EXERCISE: The expected answer is every line from the material below that has the word "bool".

RECORD EXTRACTS:
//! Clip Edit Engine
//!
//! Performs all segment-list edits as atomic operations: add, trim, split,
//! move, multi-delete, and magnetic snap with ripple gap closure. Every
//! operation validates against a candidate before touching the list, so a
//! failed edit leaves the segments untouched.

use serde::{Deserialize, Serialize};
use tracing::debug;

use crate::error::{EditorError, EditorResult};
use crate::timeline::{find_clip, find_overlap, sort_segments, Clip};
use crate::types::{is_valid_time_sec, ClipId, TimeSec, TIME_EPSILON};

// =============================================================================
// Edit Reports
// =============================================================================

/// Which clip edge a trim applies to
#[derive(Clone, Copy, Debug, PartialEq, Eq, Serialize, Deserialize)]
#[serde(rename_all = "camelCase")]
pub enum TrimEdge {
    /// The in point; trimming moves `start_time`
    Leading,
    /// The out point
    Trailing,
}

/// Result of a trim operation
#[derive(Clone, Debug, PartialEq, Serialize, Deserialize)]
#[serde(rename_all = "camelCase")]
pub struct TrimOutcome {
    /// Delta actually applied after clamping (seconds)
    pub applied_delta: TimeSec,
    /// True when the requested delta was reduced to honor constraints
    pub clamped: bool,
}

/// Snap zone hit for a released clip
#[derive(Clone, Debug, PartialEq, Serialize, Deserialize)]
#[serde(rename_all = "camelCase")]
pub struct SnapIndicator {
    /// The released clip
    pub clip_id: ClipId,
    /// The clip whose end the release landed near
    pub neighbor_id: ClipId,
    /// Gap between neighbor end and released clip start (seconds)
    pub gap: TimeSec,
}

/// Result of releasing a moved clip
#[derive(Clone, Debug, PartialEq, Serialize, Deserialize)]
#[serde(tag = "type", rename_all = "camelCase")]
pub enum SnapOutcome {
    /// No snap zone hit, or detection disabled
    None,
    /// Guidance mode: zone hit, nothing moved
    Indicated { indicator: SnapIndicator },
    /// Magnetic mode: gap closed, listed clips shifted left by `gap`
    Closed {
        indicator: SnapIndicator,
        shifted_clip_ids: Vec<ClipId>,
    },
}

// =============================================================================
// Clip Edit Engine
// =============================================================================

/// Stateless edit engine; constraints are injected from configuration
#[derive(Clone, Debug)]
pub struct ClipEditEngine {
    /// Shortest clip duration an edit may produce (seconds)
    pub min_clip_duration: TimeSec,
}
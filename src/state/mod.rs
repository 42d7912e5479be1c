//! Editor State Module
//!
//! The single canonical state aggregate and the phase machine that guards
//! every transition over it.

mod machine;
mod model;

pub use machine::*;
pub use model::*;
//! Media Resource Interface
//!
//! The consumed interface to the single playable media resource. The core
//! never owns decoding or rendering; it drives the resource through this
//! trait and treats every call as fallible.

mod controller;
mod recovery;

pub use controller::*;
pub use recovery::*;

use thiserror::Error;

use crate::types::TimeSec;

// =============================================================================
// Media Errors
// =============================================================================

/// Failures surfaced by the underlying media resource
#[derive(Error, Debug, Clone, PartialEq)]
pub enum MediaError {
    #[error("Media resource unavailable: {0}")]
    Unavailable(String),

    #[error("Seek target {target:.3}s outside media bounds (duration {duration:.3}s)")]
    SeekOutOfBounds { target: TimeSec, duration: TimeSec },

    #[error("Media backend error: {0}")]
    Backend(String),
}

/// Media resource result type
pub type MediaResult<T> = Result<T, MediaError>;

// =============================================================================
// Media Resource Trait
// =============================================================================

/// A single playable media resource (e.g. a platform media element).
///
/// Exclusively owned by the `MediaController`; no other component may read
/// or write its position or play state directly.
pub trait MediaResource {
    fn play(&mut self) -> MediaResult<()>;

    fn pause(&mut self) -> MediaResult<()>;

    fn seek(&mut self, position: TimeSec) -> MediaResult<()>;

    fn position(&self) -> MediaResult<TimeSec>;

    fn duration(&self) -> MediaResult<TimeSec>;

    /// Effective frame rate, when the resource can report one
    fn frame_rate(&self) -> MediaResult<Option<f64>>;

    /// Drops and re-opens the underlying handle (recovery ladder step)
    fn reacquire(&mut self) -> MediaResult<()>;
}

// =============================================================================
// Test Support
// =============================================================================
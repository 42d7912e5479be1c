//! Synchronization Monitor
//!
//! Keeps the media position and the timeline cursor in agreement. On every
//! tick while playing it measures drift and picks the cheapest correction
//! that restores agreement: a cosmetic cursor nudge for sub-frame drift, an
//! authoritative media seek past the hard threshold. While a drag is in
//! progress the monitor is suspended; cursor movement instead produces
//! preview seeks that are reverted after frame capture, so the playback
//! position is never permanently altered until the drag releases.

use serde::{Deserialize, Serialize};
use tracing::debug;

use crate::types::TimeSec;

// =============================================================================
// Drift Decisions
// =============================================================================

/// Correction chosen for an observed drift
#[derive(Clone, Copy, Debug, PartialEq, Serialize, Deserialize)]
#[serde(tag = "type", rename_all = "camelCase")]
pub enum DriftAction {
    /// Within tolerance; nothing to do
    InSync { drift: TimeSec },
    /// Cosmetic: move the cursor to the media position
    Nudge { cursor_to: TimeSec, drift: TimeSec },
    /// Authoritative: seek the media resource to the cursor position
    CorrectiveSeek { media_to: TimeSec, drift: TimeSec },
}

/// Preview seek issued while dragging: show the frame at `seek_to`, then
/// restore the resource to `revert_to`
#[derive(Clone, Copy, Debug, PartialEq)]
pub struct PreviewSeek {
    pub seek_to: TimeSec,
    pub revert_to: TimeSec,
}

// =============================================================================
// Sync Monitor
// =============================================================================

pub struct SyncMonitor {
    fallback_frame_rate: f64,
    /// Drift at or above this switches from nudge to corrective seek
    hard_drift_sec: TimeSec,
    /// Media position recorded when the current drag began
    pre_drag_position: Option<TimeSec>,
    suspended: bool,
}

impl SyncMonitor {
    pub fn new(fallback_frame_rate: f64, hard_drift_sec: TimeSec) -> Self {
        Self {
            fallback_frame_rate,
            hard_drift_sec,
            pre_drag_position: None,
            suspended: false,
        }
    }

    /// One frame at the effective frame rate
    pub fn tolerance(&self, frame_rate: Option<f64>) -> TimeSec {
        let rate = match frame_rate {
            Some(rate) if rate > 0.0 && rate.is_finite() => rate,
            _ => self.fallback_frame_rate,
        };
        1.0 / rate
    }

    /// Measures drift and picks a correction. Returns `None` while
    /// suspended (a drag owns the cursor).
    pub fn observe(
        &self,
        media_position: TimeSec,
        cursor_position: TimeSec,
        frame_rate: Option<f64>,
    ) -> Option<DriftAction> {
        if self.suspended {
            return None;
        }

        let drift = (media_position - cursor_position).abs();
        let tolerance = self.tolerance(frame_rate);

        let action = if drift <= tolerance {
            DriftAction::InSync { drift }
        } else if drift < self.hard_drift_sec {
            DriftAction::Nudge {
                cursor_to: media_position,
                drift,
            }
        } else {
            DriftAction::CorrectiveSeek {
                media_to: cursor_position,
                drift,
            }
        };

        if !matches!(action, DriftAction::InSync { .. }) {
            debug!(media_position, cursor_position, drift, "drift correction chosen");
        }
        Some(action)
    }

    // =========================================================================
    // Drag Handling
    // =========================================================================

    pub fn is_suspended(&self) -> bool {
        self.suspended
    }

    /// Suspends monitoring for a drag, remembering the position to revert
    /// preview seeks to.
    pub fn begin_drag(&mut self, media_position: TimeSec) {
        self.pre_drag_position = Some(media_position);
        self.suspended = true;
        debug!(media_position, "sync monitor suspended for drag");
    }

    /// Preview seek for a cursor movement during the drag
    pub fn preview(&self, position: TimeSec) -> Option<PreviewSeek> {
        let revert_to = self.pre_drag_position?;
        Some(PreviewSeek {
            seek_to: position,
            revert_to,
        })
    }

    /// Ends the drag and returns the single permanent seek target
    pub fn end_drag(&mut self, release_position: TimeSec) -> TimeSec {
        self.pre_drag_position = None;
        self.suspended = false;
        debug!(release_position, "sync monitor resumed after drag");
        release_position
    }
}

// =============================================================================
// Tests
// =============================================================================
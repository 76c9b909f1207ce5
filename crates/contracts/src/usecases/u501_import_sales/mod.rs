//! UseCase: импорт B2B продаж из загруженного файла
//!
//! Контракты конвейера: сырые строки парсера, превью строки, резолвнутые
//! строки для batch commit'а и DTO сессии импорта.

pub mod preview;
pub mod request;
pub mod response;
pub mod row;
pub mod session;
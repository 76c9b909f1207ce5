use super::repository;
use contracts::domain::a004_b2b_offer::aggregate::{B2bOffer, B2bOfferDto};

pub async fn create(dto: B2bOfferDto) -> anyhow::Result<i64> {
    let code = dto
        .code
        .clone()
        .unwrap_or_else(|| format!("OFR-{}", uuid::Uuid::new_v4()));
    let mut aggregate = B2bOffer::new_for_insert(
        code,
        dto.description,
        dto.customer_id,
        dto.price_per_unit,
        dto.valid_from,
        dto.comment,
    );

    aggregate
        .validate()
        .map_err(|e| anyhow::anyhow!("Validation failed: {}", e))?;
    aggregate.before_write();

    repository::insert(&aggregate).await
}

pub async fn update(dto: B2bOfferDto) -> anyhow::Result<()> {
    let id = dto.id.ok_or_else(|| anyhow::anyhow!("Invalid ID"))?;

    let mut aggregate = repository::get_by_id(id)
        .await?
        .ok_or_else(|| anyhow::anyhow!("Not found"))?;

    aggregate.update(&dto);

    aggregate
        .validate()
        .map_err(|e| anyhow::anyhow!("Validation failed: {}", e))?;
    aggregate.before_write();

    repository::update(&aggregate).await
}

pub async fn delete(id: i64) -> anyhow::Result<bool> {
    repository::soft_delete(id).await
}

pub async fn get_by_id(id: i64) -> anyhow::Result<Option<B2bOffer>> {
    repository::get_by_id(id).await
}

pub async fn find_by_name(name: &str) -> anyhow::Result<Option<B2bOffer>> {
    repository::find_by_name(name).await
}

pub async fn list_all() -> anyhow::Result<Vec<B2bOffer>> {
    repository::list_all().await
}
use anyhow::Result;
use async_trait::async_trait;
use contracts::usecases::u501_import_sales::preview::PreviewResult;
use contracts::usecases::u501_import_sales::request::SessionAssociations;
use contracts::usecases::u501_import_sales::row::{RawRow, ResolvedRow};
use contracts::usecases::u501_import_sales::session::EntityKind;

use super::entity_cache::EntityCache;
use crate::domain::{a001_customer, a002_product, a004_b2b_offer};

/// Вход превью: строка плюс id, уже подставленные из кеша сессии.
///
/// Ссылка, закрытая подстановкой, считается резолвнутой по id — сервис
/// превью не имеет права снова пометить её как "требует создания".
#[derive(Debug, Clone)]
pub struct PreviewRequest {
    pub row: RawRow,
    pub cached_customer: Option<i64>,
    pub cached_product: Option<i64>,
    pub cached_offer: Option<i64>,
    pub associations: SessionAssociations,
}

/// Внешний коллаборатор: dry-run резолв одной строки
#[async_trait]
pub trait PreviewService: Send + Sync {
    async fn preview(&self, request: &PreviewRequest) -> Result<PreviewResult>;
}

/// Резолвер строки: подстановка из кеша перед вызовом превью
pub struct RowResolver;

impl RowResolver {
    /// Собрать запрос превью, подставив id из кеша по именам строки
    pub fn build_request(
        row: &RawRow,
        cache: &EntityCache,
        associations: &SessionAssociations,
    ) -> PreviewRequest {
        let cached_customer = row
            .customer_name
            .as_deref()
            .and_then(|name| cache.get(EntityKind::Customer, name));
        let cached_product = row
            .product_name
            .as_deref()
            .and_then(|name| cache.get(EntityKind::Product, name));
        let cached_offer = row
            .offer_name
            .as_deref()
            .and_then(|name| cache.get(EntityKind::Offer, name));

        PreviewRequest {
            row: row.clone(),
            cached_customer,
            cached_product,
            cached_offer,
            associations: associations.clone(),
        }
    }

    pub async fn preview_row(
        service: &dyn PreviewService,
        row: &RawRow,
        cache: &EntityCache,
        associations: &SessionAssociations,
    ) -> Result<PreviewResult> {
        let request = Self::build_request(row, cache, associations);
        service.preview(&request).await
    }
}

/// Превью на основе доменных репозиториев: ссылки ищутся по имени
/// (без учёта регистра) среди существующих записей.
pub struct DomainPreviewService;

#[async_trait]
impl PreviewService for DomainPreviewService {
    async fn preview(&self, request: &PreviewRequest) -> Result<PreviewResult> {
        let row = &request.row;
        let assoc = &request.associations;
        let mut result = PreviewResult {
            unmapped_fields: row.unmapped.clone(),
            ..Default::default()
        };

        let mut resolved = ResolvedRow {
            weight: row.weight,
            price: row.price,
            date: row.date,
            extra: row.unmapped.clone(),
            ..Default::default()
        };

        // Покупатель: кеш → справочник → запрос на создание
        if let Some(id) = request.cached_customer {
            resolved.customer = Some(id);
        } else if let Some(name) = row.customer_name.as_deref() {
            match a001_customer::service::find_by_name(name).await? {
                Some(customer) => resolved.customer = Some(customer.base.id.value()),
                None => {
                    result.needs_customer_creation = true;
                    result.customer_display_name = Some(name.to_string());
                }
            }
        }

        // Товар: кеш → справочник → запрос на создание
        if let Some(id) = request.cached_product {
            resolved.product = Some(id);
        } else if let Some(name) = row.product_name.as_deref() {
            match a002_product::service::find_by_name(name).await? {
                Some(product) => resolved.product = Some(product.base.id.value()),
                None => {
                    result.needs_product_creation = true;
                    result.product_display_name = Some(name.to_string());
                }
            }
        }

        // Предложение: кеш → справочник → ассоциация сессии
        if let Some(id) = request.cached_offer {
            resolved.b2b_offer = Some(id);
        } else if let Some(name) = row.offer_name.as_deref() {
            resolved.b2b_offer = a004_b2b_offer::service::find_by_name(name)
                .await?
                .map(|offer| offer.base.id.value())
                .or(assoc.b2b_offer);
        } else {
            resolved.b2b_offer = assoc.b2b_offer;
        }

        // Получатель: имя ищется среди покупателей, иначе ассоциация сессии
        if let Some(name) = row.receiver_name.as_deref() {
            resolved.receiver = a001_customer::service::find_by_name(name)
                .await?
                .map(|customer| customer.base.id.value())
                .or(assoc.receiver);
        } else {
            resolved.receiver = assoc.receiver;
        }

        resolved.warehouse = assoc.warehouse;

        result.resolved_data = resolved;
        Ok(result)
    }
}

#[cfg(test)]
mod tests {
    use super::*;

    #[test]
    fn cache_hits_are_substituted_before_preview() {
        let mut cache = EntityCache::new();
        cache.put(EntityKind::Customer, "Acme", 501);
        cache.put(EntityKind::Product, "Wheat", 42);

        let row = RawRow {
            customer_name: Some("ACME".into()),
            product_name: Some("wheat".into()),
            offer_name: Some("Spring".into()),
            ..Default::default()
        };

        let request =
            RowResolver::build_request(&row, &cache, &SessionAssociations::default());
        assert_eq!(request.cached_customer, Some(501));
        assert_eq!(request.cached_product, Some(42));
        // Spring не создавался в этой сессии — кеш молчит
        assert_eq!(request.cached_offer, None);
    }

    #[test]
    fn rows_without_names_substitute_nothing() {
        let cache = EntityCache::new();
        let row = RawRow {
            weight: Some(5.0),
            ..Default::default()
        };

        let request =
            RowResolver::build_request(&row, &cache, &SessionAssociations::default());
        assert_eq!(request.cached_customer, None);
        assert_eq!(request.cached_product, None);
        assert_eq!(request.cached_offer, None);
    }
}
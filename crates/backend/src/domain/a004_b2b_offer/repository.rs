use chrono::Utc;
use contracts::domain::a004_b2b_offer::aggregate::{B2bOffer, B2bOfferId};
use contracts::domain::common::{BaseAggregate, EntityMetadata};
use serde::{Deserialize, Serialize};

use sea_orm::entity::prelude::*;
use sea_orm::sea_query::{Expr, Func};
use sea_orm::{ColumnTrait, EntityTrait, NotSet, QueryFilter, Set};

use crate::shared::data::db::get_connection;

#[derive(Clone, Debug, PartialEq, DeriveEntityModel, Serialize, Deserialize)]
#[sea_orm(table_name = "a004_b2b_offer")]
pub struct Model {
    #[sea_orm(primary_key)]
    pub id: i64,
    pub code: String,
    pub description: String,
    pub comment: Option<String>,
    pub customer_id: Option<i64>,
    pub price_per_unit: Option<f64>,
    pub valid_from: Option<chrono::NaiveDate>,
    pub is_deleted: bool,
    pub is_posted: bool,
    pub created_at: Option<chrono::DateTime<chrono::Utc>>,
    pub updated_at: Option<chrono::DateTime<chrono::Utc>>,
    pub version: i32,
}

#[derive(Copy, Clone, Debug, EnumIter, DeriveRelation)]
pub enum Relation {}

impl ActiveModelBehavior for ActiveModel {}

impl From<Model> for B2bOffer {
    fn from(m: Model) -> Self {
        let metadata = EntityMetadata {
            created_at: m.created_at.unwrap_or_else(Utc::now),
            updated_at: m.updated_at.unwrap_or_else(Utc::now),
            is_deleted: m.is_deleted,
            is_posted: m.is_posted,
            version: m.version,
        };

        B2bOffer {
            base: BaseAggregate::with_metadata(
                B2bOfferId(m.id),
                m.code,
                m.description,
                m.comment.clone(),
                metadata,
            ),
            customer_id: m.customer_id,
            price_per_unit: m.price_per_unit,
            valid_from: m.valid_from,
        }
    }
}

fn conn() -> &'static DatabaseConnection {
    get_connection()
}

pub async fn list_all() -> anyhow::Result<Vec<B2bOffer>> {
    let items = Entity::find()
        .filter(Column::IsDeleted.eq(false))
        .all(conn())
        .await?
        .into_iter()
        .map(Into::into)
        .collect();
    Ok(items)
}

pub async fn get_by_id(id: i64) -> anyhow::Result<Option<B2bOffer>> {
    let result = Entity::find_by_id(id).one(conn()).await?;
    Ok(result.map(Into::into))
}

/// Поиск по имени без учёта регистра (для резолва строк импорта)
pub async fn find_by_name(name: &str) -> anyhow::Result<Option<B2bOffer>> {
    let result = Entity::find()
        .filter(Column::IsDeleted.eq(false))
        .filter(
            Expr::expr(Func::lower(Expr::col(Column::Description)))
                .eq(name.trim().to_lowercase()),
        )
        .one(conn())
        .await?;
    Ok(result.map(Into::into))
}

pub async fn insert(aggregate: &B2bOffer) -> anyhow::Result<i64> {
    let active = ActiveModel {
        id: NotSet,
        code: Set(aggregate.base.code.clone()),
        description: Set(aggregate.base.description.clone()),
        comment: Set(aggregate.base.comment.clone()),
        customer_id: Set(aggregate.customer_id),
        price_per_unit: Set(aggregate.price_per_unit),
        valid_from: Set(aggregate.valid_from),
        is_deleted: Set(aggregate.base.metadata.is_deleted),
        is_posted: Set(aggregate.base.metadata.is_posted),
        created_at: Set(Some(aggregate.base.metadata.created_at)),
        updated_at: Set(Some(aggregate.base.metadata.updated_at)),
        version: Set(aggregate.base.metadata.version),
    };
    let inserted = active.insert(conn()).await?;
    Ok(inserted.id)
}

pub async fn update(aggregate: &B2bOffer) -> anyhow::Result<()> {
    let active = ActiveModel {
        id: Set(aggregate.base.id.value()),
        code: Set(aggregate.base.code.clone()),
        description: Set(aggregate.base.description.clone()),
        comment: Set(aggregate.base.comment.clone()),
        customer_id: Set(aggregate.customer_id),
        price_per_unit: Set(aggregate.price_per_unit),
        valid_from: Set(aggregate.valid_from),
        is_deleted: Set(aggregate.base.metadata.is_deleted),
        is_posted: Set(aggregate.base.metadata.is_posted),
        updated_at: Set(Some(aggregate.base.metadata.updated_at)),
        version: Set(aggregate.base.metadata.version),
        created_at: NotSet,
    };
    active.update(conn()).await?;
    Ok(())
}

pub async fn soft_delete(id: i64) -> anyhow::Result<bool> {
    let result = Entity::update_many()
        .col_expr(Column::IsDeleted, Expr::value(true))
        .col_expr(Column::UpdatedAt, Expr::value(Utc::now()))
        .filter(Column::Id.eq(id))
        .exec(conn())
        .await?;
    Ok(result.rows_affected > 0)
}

ANSWER TO THE EXERCISE:
    pub clamped: bool,
    suspended: bool,
    pub fn is_suspended(&self) -> bool {
pub async fn delete(id: i64) -> anyhow::Result<bool> {
    pub is_deleted: bool,
    pub is_posted: bool,
pub async fn soft_delete(id: i64) -> anyhow::Result<bool> {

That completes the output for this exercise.